» RECORDS SUPPLIED:

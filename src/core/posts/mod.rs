// Posts module - the board surface: creation with quotas, listing,
// editing, admin deletion.

pub mod post_models;
pub mod post_service;

pub use post_models::*;
pub use post_service::*;
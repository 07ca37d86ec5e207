// Account domain models.

use crate::core::identity::Principal;
use chrono::{DateTime, Utc};
use serde::{Deserialize, Serialize};

/// A member's account document.
///
/// Quota counters are charged when a post is created; the windows are reset
/// by an out-of-band job that is not part of this crate.
#[derive(Debug, Clone, PartialEq, Serialize, Deserialize)]
pub struct Account {
    pub id: String,
    pub name: String,
    pub email: String,
    pub avatar_url: Option<String>,
    pub created_at: DateTime<Utc>,
    pub daily_post_count: u32,
    pub monthly_image_post_count: u32,
    pub text_post_count: u32,
    pub is_banned: bool,
    pub banned_at: Option<DateTime<Utc>>,
}

impl Account {
    /// Fresh account document for a first-time visitor.
    pub fn new(principal: &Principal) -> Self {
        Self {
            id: principal.id.clone(),
            name: principal.name.clone(),
            email: principal.email.clone(),
            avatar_url: principal.avatar_url.clone(),
            created_at: Utc::now(),
            daily_post_count: 0,
            monthly_image_post_count: 0,
            text_post_count: 0,
            is_banned: false,
            banned_at: None,
        }
    }
}

/// Outcome of an atomic quota check-and-charge.
#[derive(Debug, Clone, Copy, PartialEq, Eq)]
pub enum QuotaCharge {
    /// Counters bumped, the post may be created.
    Charged,
    /// The account is at its daily post limit.
    DailyExhausted,
    /// The account is at its monthly image post limit.
    MonthlyImageExhausted,
}
// The infra module contains implementations of core traits.

#[path = "store/store_layer.rs"]
pub mod store;
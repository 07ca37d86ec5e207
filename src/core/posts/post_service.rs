// Post board - core business logic for the posting surface.
//
// This service handles:
// - Post creation, charging the author's quotas in the same breath
// - Feed and profile listings (suspended posts hidden from members)
// - Edits and admin deletion
//
// Tallies and moderation counters on a post are owned by the voting,
// comment and report services; nothing here writes them directly.

use super::post_models::{NewPost, Post, PostPatch, Viewer};
use crate::core::accounts::{AccountError, AccountStore, QuotaCharge};
use crate::core::identity::{AuthorSnapshot, Principal};
use crate::core::voting::ReactionTally;
use async_trait::async_trait;
use chrono::Utc;
use thiserror::Error;
use uuid::Uuid;

/// Posts a member may create per day.
pub const DAILY_POST_LIMIT: u32 = 2;
/// Image posts a member may create per month.
pub const MONTHLY_IMAGE_POST_LIMIT: u32 = 2;
/// Posts returned by a feed listing.
pub const FEED_PAGE_SIZE: usize = 20;

// ============================================================================
// ERRORS
// ============================================================================

#[derive(Debug, Error)]
pub enum PostError {
    #[error("posting requires a signed-in user")]
    Unauthenticated,

    #[error("post {0} not found")]
    NotFound(String),

    #[error("{0}")]
    InvalidPost(String),

    #[error("{0}")]
    QuotaExceeded(String),

    #[error("storage unavailable: {0}")]
    StoreUnavailable(String),
}

impl From<AccountError> for PostError {
    fn from(err: AccountError) -> Self {
        match err {
            AccountError::Unauthenticated => PostError::Unauthenticated,
            AccountError::NotFound(id) => PostError::NotFound(format!("account {}", id)),
            AccountError::StoreUnavailable(msg) => PostError::StoreUnavailable(msg),
        }
    }
}

// ============================================================================
// STORAGE TRAIT (PORT)
// ============================================================================

/// Persistence contract for post documents.
#[async_trait]
pub trait PostStore: Send + Sync {
    async fn insert_post(&self, post: Post) -> Result<(), PostError>;

    async fn get_post(&self, post_id: &str) -> Result<Option<Post>, PostError>;

    /// Up to `limit` posts, newest first. Suspended posts are included only
    /// when `include_suspended` is set.
    async fn list_posts(
        &self,
        limit: usize,
        include_suspended: bool,
    ) -> Result<Vec<Post>, PostError>;

    /// The author's posts, newest first, suspended ones included (authors
    /// and admins both see them on the profile page).
    async fn posts_by_author(&self, author_id: &str) -> Result<Vec<Post>, PostError>;

    /// Apply the patch to an existing post. Returns `Ok(false)` when the
    /// post does not exist.
    async fn apply_patch(&self, post_id: &str, patch: PostPatch) -> Result<bool, PostError>;

    /// Remove the post document. Returns `Ok(false)` when already gone.
    async fn delete_post(&self, post_id: &str) -> Result<bool, PostError>;
}

// ============================================================================
// CORE SERVICE
// ============================================================================

/// The posting surface: creation under quota, listing, editing, deletion.
pub struct PostBoard<P: PostStore, A: AccountStore> {
    posts: P,
    accounts: A,
}

impl<P: PostStore, A: AccountStore> PostBoard<P, A> {
    pub fn new(posts: P, accounts: A) -> Self {
        Self { posts, accounts }
    }

    /// Create a post for the author, charging their daily (and, for image
    /// posts, monthly image) quota.
    pub async fn create_post(
        &self,
        author: &Principal,
        new: NewPost,
    ) -> Result<Post, PostError> {
        if author.is_anonymous() {
            return Err(PostError::Unauthenticated);
        }
        if new.title.trim().is_empty() {
            return Err(PostError::InvalidPost("a post needs a title".into()));
        }

        // First-time posters may not have an account document yet.
        self.accounts
            .ensure_account(crate::core::accounts::Account::new(author))
            .await?;

        let image_post = new.image_url.is_some();
        match self
            .accounts
            .charge_post_quota(&author.id, image_post, DAILY_POST_LIMIT, MONTHLY_IMAGE_POST_LIMIT)
            .await?
        {
            QuotaCharge::Charged => {}
            QuotaCharge::DailyExhausted => {
                return Err(PostError::QuotaExceeded(format!(
                    "daily limit of {} posts reached",
                    DAILY_POST_LIMIT
                )));
            }
            QuotaCharge::MonthlyImageExhausted => {
                return Err(PostError::QuotaExceeded(format!(
                    "monthly limit of {} image posts reached",
                    MONTHLY_IMAGE_POST_LIMIT
                )));
            }
        }

        let post = Post {
            id: Uuid::new_v4().to_string(),
            author: AuthorSnapshot::from(author),
            title: new.title.trim().to_string(),
            text: new.text,
            image_url: new.image_url,
            category: new.category,
            sticky: false,
            created_at: Utc::now(),
            reactions: ReactionTally::default(),
            comments_count: 0,
            report_count: 0,
            is_suspended: false,
        };

        self.posts.insert_post(post.clone()).await?;
        tracing::info!(post_id = %post.id, author_id = %author.id, category = %post.category, "post created");
        Ok(post)
    }

    pub async fn get_post(&self, post_id: &str) -> Result<Post, PostError> {
        self.posts
            .get_post(post_id)
            .await?
            .ok_or_else(|| PostError::NotFound(post_id.to_string()))
    }

    /// The board feed. Members never see suspended posts; admins see
    /// everything (the moderation queue is built from this).
    pub async fn list_posts(&self, viewer: Viewer) -> Result<Vec<Post>, PostError> {
        self.posts
            .list_posts(FEED_PAGE_SIZE, viewer == Viewer::Admin)
            .await
    }

    pub async fn posts_by_author(&self, author_id: &str) -> Result<Vec<Post>, PostError> {
        self.posts.posts_by_author(author_id).await
    }

    /// Edit title/text/category or pin the post.
    pub async fn update_post(&self, post_id: &str, patch: PostPatch) -> Result<(), PostError> {
        if let Some(title) = &patch.title {
            if title.trim().is_empty() {
                return Err(PostError::InvalidPost("a post needs a title".into()));
            }
        }
        if !self.posts.apply_patch(post_id, patch).await? {
            return Err(PostError::NotFound(post_id.to_string()));
        }
        Ok(())
    }

    /// Remove a post entirely. This is the only way a suspended post leaves
    /// the board - there is no un-suspend.
    pub async fn delete_post(&self, post_id: &str) -> Result<(), PostError> {
        if !self.posts.delete_post(post_id).await? {
            return Err(PostError::NotFound(post_id.to_string()));
        }
        tracing::info!(post_id, "post deleted");
        Ok(())
    }
}

// ============================================================================
// TESTS
// ============================================================================
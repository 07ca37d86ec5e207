// Comment domain models.

use crate::core::identity::AuthorSnapshot;
use crate::core::voting::ReactionTally;
use chrono::{DateTime, Utc};
use serde::{Deserialize, Serialize};

/// Longest comment text accepted, in characters.
pub const MAX_COMMENT_LEN: usize = 2000;

/// A comment on a post.
///
/// The identity key is `(post_id, author.id)` - a comment has no id of its
/// own. That makes "one live comment per author per post" structural: there
/// is simply no second slot to write into.
#[derive(Debug, Clone, PartialEq, Serialize, Deserialize)]
pub struct Comment {
    pub post_id: String,
    pub author: AuthorSnapshot,
    pub text: String,
    pub created_at: DateTime<Utc>,
    pub edited_at: Option<DateTime<Utc>>,
    pub reactions: ReactionTally,
}

impl Comment {
    pub fn author_id(&self) -> &str {
        &self.author.id
    }
}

» PROBLEM DESCRIPTION:
In the entries above, find each line with the word "moderation" and return it.

» REPLY:
// Tallies and moderation counters on a post are owned by the voting,
    /// everything (the moderation queue is built from this).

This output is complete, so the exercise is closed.